I couldn’t wait to get home to Ellie. I thought of the healing power of friendship as I made my way down that empty street, a street as old as time. Friendship, I thought, is a form of witness. She had received my testimony. She had held it with tenderness and love. She had taken care with my story. If it hadn’t been for her, I would have never been able to receive Xavi. I could feel myself—my whole body—rushing toward Ellie. I thought of her contagious laughter, how we’d doubled over laughing in the middle of an empty maze of streets behind the Damascus Gate in Jerusalem, the air thick with the smell of incense and the sound of murmured prayers because I, who did not even know if I believed in God, had been turned away from the Al-Aqsa Mosque that morning by two Israeli soldiers in green fatigues and combat boots, bullet belts strapped to their chests. They were holding machine guns. “You are not Muslim,” they’d said in unison, as if channeling God herself. I was wearing a full hijab. I’d wanted to go into the mosque, to pray, to press my forehead against its well-worn floors as a way to be near my mother and her parents, to salute their deep religiosity despite my own confused ambivalence. I had been raised, after all, to greet God every morning, to thank God every evening. “Recite the Ash-Shura,” the soldiers commanded, stroking their guns. And I had. I stood there with a fire in my eyes, holding back my pain, h
ardening my face so it wouldn’t show my sorrow or anger. I recited the verses. I recited them for myself. I recited them for the soldiers, for the collective humiliation that we had been forced to perform. For the Palestinians whose relationship to the divine was eclipsed by the Occupation, a form of psychological and spiritual torture, not to be allowed to access the sacred sites of one’s culture. And as I recited the Ash-Shura, in that moment, against all odds, I had suddenly believed there was a God.
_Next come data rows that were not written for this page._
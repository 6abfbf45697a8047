/// Storage-specific errors
use libra_core::LibraError;
use sqlx::migrate::MigrateError;
use thiserror::Error;

/// Result type alias using `StorageError`
pub type Result<T> = std::result::Result<T, StorageError>;

/// Storage error types
#[derive(Error, Debug)]
pub enum StorageError {
    /// Entity not found
    #[error("{entity} not found: {id}")]
    NotFound { entity: String, id: String },

    /// Unique constraint violated
    #[error("duplicate {0}")]
    Duplicate(String),

    /// Connection-level failure (I/O, TLS, pool exhausted or closed)
    #[error("database unavailable: {0}")]
    Unavailable(String),

    /// Invalid database configuration
    #[error("invalid database configuration: {0}")]
    Config(String),

    /// Migration error
    #[error("migration error: {0}")]
    Migration(#[from] MigrateError),

    /// Any other driver error
    #[error("database error: {0}")]
    Database(sqlx::Error),
}

impl StorageError {
    /// Create a not found error
    pub fn not_found(entity: impl Into<String>, id: impl Into<String>) -> Self {
        Self::NotFound {
            entity: entity.into(),
            id: id.into(),
        }
    }
}

impl From<sqlx::Error> for StorageError {
    fn from(err: sqlx::Error) -> Self {
        match err {
            sqlx::Error::RowNotFound => Self::not_found("row", ""),
            sqlx::Error::Database(ref db) if db.is_unique_violation() => {
                Self::Duplicate(db.message().to_string())
            }
            sqlx::Error::Io(_)
            | sqlx::Error::Tls(_)
            | sqlx::Error::PoolTimedOut
            | sqlx::Error::PoolClosed
            | sqlx::Error::WorkerCrashed => Self::Unavailable(err.to_string()),
            other => Self::Database(other),
        }
    }
}

impl From<StorageError> for LibraError {
    fn from(err: StorageError) -> Self {
        match err {
            StorageError::NotFound { entity, id } => LibraError::NotFound { entity, id },
            StorageError::Duplicate(what) => LibraError::Duplicate(what),
            StorageError::Unavailable(msg) => LibraError::BackendUnavailable(msg),
            other => LibraError::Backend(other.to_string()),
        }
    }
}

#[cfg(test)]
mod tests {
    use super::*;

    #[test]
    fn classifies_driver_errors() {
        assert!(matches!(
            StorageError::from(sqlx::Error::PoolTimedOut),
            StorageError::Unavailable(_)
        ));
        assert!(matches!(
            StorageError::from(sqlx::Error::RowNotFound),
            StorageError::NotFound { .. }
        ));
        assert!(matches!(
            StorageError::from(sqlx::Error::ColumnNotFound("x".to_string())),
            StorageError::Database(_)
        ));
    }

    #[test]
    fn maps_onto_core_taxonomy() {
        let core: LibraError = StorageError::not_found("track", "abc").into();
        assert!(core.is_not_found());

        let core: LibraError = StorageError::Unavailable("down".to_string()).into();
        assert!(matches!(core, LibraError::BackendUnavailable(_)));

        let core: LibraError = StorageError::Duplicate("username".to_string()).into();
        assert!(matches!(core, LibraError::Duplicate(_)));
    }
}
/// Account API routes
use crate::{
    error::{Result, ServerError},
    middleware::AuthenticatedUser,
    services::auth::{hash_password, verify_password},
    state::AppState,
};
use axum::{extract::State, Json};
use chrono::Utc;
use libra_core::{generate_id, User};
use serde::{Deserialize, Serialize};
use serde_json::{json, Value};

/// Always reserved, in addition to `general.reserved_usernames`
const BUILTIN_RESERVED: &[&str] = &["default"];

#[derive(Debug, Deserialize)]
pub struct RegisterRequest {
    pub username: String,
    #[serde(default)]
    pub email: String,
    pub password: String,
}

#[derive(Debug, Deserialize)]
pub struct LoginRequest {
    pub username: String,
    pub password: String,
}

#[derive(Debug, Serialize)]
pub struct TokenResponse {
    pub token: String,
}

fn is_reserved(username: &str, configured: &[String]) -> bool {
    BUILTIN_RESERVED
        .iter()
        .copied()
        .chain(configured.iter().map(String::as_str))
        .any(|reserved| reserved.eq_ignore_ascii_case(username))
}

/// Run bcrypt off the async workers
async fn blocking<T, F>(f: F) -> Result<T>
where
    F: FnOnce() -> Result<T> + Send + 'static,
    T: Send + 'static,
{
    tokio::task::spawn_blocking(f)
        .await
        .map_err(|e| ServerError::Internal(format!("password task failed: {e}")))?
}

/// POST /api/auth/register
pub async fn register(
    State(state): State<AppState>,
    Json(req): Json<RegisterRequest>,
) -> Result<Json<TokenResponse>> {
    let config = &state.config;
    if config.auth.disable_account_creation {
        return Err(ServerError::BadRequest(
            "account creation is disabled".to_string(),
        ));
    }

    let username = req.username.trim().to_string();
    let email = req.email.trim().to_string();
    if username.is_empty() {
        return Err(ServerError::BadRequest("username is required".to_string()));
    }
    if req.password.is_empty() {
        return Err(ServerError::BadRequest("password is required".to_string()));
    }
    if is_reserved(&username, &config.general.reserved_usernames) {
        return Err(ServerError::BadRequest("username is reserved".to_string()));
    }

    let catalog = state.library.catalog();
    if catalog.username_exists(&username).await? {
        return Err(ServerError::BadRequest(
            "username already exists".to_string(),
        ));
    }
    if !email.is_empty() && catalog.email_exists(&email).await? {
        return Err(ServerError::BadRequest("email already exists".to_string()));
    }

    let password = req.password;
    let password_hash = blocking(move || hash_password(&password)).await?;

    let user = User {
        id: generate_id(config.general.id_length),
        display_name: username.clone(),
        username,
        email,
        creation_date: Utc::now().timestamp(),
        ..User::default()
    };
    let user_id = user.id.clone();
    catalog
        .create_user(&user.into_database_user(password_hash))
        .await?;

    let token = state.auth_service.issue_token(&user_id)?;
    tracing::info!(user_id = %user_id, "account registered");

    Ok(Json(TokenResponse { token }))
}

/// POST /api/auth/login
pub async fn login(
    State(state): State<AppState>,
    Json(req): Json<LoginRequest>,
) -> Result<Json<TokenResponse>> {
    let user = match state
        .library
        .catalog()
        .get_user_by_username(req.username.trim())
        .await
    {
        Ok(user) => user,
        Err(e) if e.is_not_found() => {
            return Err(ServerError::NotFound("user not found".to_string()));
        }
        Err(e) => return Err(e.into()),
    };

    let hash = user.password_hash.clone();
    let password = req.password;
    if !blocking(move || verify_password(&hash, &password)).await? {
        return Err(ServerError::Unauthenticated(
            "incorrect password".to_string(),
        ));
    }

    let token = state.auth_service.issue_token(&user.user.id)?;
    tracing::debug!(user_id = %user.user.id, "login");

    Ok(Json(TokenResponse { token }))
}

/// POST /api/auth/logout
///
/// The token is blacklisted before the response is sent.
pub async fn logout(
    State(state): State<AppState>,
    caller: AuthenticatedUser,
) -> Result<Json<Value>> {
    state.auth_service.revoke(&caller.token).await?;
    tracing::debug!(user_id = %caller.user_id, "logout");
    Ok(Json(json!({ "message": "logged out" })))
}

#[cfg(test)]
mod tests {
    use super::*;

    #[test]
    fn reserved_names_are_case_insensitive() {
        let configured = vec!["admin".to_string()];
        assert!(is_reserved("default", &configured));
        assert!(is_reserved("ADMIN", &configured));
        assert!(!is_reserved("alice", &configured));
    }
}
I had felt heard, accompanied by an invisible fleet of bodies that had gathered at my back to support me. I was sure my ancestors were standing behind me, placing each verse of the Quran in my mouth to be uttered. Halfway through the prayer, the soldiers grew impatient and let me in. And my privilege in comparison to the Palestinians to whom this land and its sites belonged was not lost on me. What business did I have entering the mosque while they, who were devoted to the mosque, were cut off from its holy walls? I almost turned away, but the soldiers waved me through the arched passageway with their guns and a nod of their heads, and I walked, aware that I was a target, that all my life there had been a gun pointed at my back. I walked through the courtyard of olive trees, beneath a blue sun so bright that it appeared to have been lit from below, past men and women dressed in simple robes, toward the golden dome of the mosque, and left my shoes at the door. I’d needed to cry but hadn’t been able to.